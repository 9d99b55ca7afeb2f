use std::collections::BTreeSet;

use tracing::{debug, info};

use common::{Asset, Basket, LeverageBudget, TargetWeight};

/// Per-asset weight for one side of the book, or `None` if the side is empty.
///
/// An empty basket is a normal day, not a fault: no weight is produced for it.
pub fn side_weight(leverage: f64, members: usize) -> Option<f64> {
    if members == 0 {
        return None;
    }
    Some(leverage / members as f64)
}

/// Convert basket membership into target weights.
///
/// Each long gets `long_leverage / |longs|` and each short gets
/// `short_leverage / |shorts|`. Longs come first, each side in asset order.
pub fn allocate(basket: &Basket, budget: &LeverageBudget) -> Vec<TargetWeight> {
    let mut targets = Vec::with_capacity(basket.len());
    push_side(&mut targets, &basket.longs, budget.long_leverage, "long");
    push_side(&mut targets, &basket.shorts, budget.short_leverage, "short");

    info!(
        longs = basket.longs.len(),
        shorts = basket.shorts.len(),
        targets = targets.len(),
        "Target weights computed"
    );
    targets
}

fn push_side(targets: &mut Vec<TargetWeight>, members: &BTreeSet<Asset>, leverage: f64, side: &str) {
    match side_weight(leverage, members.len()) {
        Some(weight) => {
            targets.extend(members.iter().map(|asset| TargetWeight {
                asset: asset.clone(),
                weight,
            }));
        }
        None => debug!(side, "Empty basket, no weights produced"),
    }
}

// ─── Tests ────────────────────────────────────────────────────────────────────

- **Task statement**
The line with "fn push_side(targets: &mut", the last line of the data above, and every line between them should be duplicated exactly, with nothing else.

- **Result below**
fn push_side(targets: &mut Vec<TargetWeight>, members: &BTreeSet<Asset>, leverage: f64, side: &str) {
    match side_weight(leverage, members.len()) {
        Some(weight) => {
            targets.extend(members.iter().map(|asset| TargetWeight {
                asset: asset.clone(),
                weight,
            }));
        }
        None => debug!(side, "Empty basket, no weights produced"),
    }
}

// ─── Tests ────────────────────────────────────────────────────────────────────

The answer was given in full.